Dokumentiert wird das Siebenbürgisch-Sächsische im Siebenbürgisch-Sächsischen Wörterbuch, im Nordsiebenbürgisch-Sächsischen Wörterbuch und im Siebenbürgisch-Deutschen Sprachatlas.
Während die ländlichen Ortsdialekte für Personen, die nur eine standarddeutsche Sprachkompetenz haben, weitgehend unverständlich sind, haben sich im 19. und 20. Jahrhundert in den größeren Städten moderatere Formen des Siebenbürgisch-Sächsischen gebildet, die sowohl in der Aussprache als auch im Vokabular standarddeutsche Elemente aufgenommen haben. Besonders das Hermannstädter und das Kronstädter Sächsisch galten hier als vorbildhaft und wurden deshalb auch für Gedichte, Literatur und Liedertexte verwendet. Diese Formen genossen ein hohes Ansehen und wurden im Gegensatz zu Deutschland auch von bürgerlichen Kreisen und der gebildeten Schicht gesprochen, vergleichbar mit der Sprachsituation im Elsass, Luxemburg und der Schweiz.

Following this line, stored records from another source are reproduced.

// SPDX-License-Identifier: Apache-2.0
// Copyright 2025 Ankit Kumar Pandey

//! Fork requests to a Zygote's runtime.
//!
//! The Zygote listens on `<scratch>/ol.sock`. A request is a single byte
//! carrying two descriptors (`SCM_RIGHTS`): the child's root directory and
//! the child cgroup's `cgroup.procs`, followed by one JSON line naming the
//! runtime and the modules the child should import. The runtime forks,
//! moves the new process into the new root and answers with the child's
//! PID as a native-endian `i32`; zero or negative means failure.

use std::fs::{File, OpenOptions};
use std::io::{IoSlice, Read, Write};
use std::os::unix::io::AsRawFd;
use std::os::unix::net::UnixStream;
use std::path::{Path, PathBuf};
use std::time::Duration;

use nix::sys::socket::{sendmsg, ControlMessage, MsgFlags};
use serde::Serialize;

use crate::error::{ForkliftResult, SandboxError};
use crate::types::RuntimeKind;

#[derive(Debug, Serialize)]
struct ForkMessage<'a> {
    runtime: RuntimeKind,
    imports: &'a [String],
}

fn failed(reason: impl Into<String>) -> SandboxError {
    SandboxError::ForkFailed {
        reason: reason.into(),
    }
}

/// Send a fork request and return the new child's PID.
pub async fn request(
    sock_path: PathBuf,
    root_dir: PathBuf,
    cgroup_procs: PathBuf,
    runtime: RuntimeKind,
    imports: Vec<String>,
    timeout: Duration,
) -> ForkliftResult<u32> {
    let join = tokio::task::spawn_blocking(move || {
        let msg = ForkMessage {
            runtime,
            imports: &imports,
        };
        request_blocking(&sock_path, &root_dir, &cgroup_procs, &msg, timeout)
    })
    .await;

    match join {
        Ok(result) => result,
        Err(e) => Err(failed(format!("fork request task failed: {}", e)).into()),
    }
}

fn request_blocking(
    sock_path: &Path,
    root_dir: &Path,
    cgroup_procs: &Path,
    msg: &ForkMessage<'_>,
    timeout: Duration,
) -> ForkliftResult<u32> {
    let root = File::open(root_dir)
        .map_err(|e| failed(format!("open {}: {}", root_dir.display(), e)))?;
    let procs = OpenOptions::new()
        .write(true)
        .open(cgroup_procs)
        .map_err(|e| failed(format!("open {}: {}", cgroup_procs.display(), e)))?;

    let mut stream = UnixStream::connect(sock_path)
        .map_err(|e| failed(format!("connect {}: {}", sock_path.display(), e)))?;
    stream
        .set_read_timeout(Some(timeout))
        .and_then(|()| stream.set_write_timeout(Some(timeout)))
        .map_err(|e| failed(e.to_string()))?;

    let fds = [root.as_raw_fd(), procs.as_raw_fd()];
    let payload = [0u8];
    let iov = [IoSlice::new(&payload)];
    let cmsgs = [ControlMessage::ScmRights(&fds)];
    let sent = sendmsg::<()>(stream.as_raw_fd(), &iov, &cmsgs, MsgFlags::empty(), None)
        .map_err(|e| failed(format!("sendmsg: {}", e)))?;
    if sent != payload.len() {
        return Err(failed("short write on fork socket").into());
    }

    let mut line = serde_json::to_vec(msg).map_err(|e| failed(e.to_string()))?;
    line.push(b'\n');
    stream
        .write_all(&line)
        .map_err(|e| failed(format!("send fork message: {}", e)))?;

    let mut pid = [0u8; 4];
    stream.read_exact(&mut pid).map_err(|e| {
        if matches!(
            e.kind(),
            std::io::ErrorKind::WouldBlock | std::io::ErrorKind::TimedOut
        ) {
            failed(format!("no answer within {} s", timeout.as_secs()))
        } else {
            failed(format!("read child pid: {}", e))
        }
    })?;

    match i32::from_ne_bytes(pid) {
        pid if pid > 0 => Ok(pid as u32),
        code => Err(failed(format!("runtime answered {}", code)).into()),
    }
}

#[cfg(test)]
mod tests {
    use super::*;
    use std::os::unix::net::UnixListener;

    /// Accepts one request and returns the JSON line it carried.
    fn fake_zygote(dir: &Path, answer: i32) -> (PathBuf, std::thread::JoinHandle<String>) {
        let sock = dir.join("ol.sock");
        let listener = UnixListener::bind(&sock).unwrap();
        let handle = std::thread::spawn(move || {
            let (conn, _) = listener.accept().unwrap();
            let mut reader = std::io::BufReader::new(conn);
            let mut byte = [0u8; 1];
            reader.read_exact(&mut byte).unwrap();
            let mut line = String::new();
            std::io::BufRead::read_line(&mut reader, &mut line).unwrap();
            reader.get_mut().write_all(&answer.to_ne_bytes()).unwrap();
            line
        });
        (sock, handle)
    }

    #[tokio::test]
    async fn test_fork_request_ok() {
        let dir = tempfile::TempDir::new().unwrap();
        let procs = dir.path().join("cgroup.procs");
        std::fs::write(&procs, "").unwrap();
        let (sock, zygote) = fake_zygote(dir.path(), 4242);

        let pid = request(
            sock,
            dir.path().to_path_buf(),
            procs,
            RuntimeKind::Python,
            vec!["numpy".to_string()],
            Duration::from_secs(5),
        )
        .await
        .unwrap();
        assert_eq!(pid, 4242);

        let line = zygote.join().unwrap();
        let msg: serde_json::Value = serde_json::from_str(&line).unwrap();
        assert_eq!(msg["runtime"], "python");
        assert_eq!(msg["imports"][0], "numpy");
    }

    #[tokio::test]
    async fn test_fork_request_bad_status() {
        let dir = tempfile::TempDir::new().unwrap();
        let procs = dir.path().join("cgroup.procs");
        std::fs::write(&procs, "").unwrap();
        let (sock, _zygote) = fake_zygote(dir.path(), -1);

        let err = request(
            sock,
            dir.path().to_path_buf(),
            procs,
            RuntimeKind::Python,
            Vec::new(),
            Duration::from_secs(5),
        )
        .await
        .unwrap_err();
        assert!(err.is_fork_failed());
    }

    #[tokio::test]
    async fn test_fork_request_no_listener() {
        let dir = tempfile::TempDir::new().unwrap();
        let procs = dir.path().join("cgroup.procs");
        std::fs::write(&procs, "").unwrap();

        let err = request(
            dir.path().join("ol.sock"),
            dir.path().to_path_buf(),
            procs,
            RuntimeKind::Native,
            Vec::new(),
            Duration::from_secs(1),
        )
        .await
        .unwrap_err();
        assert!(err.is_fork_failed());
    }
}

Dennoch hatten auch diese Stadtdialekte einen beträchtlichen linguistischen Abstand zum Standarddeutschen, und es wurde scharf zwischen Siebenbürgisch-Sächsisch und dem Standarddeutsch unterschieden. Ein Gespräch wurde entweder in der einen Varietät oder in der anderen geführt, nicht aber auf einem Varietätenkontinuum hin- und hergewechselt, wie dies in Österreich und Bayern oft der Fall ist. Die Muttersprache war dabei für beinahe alle Sachsen der Dialekt, während die Kinder das Hochdeutsche in der Schule erst wie eine Fremdsprache erlernen mussten. Bis zum Ende des 19. Jahrhunderts war es deshalb auch in der evangelischen Kirche, der die Sachsen mit großer Mehrheit angehören, üblich, Siebenbürgisch-Sächsisch zu predigen und zu singen. Erst Anfang des 20. Jahrhunderts wurde Hochdeutsch als Verkündigungssprache eingeführt.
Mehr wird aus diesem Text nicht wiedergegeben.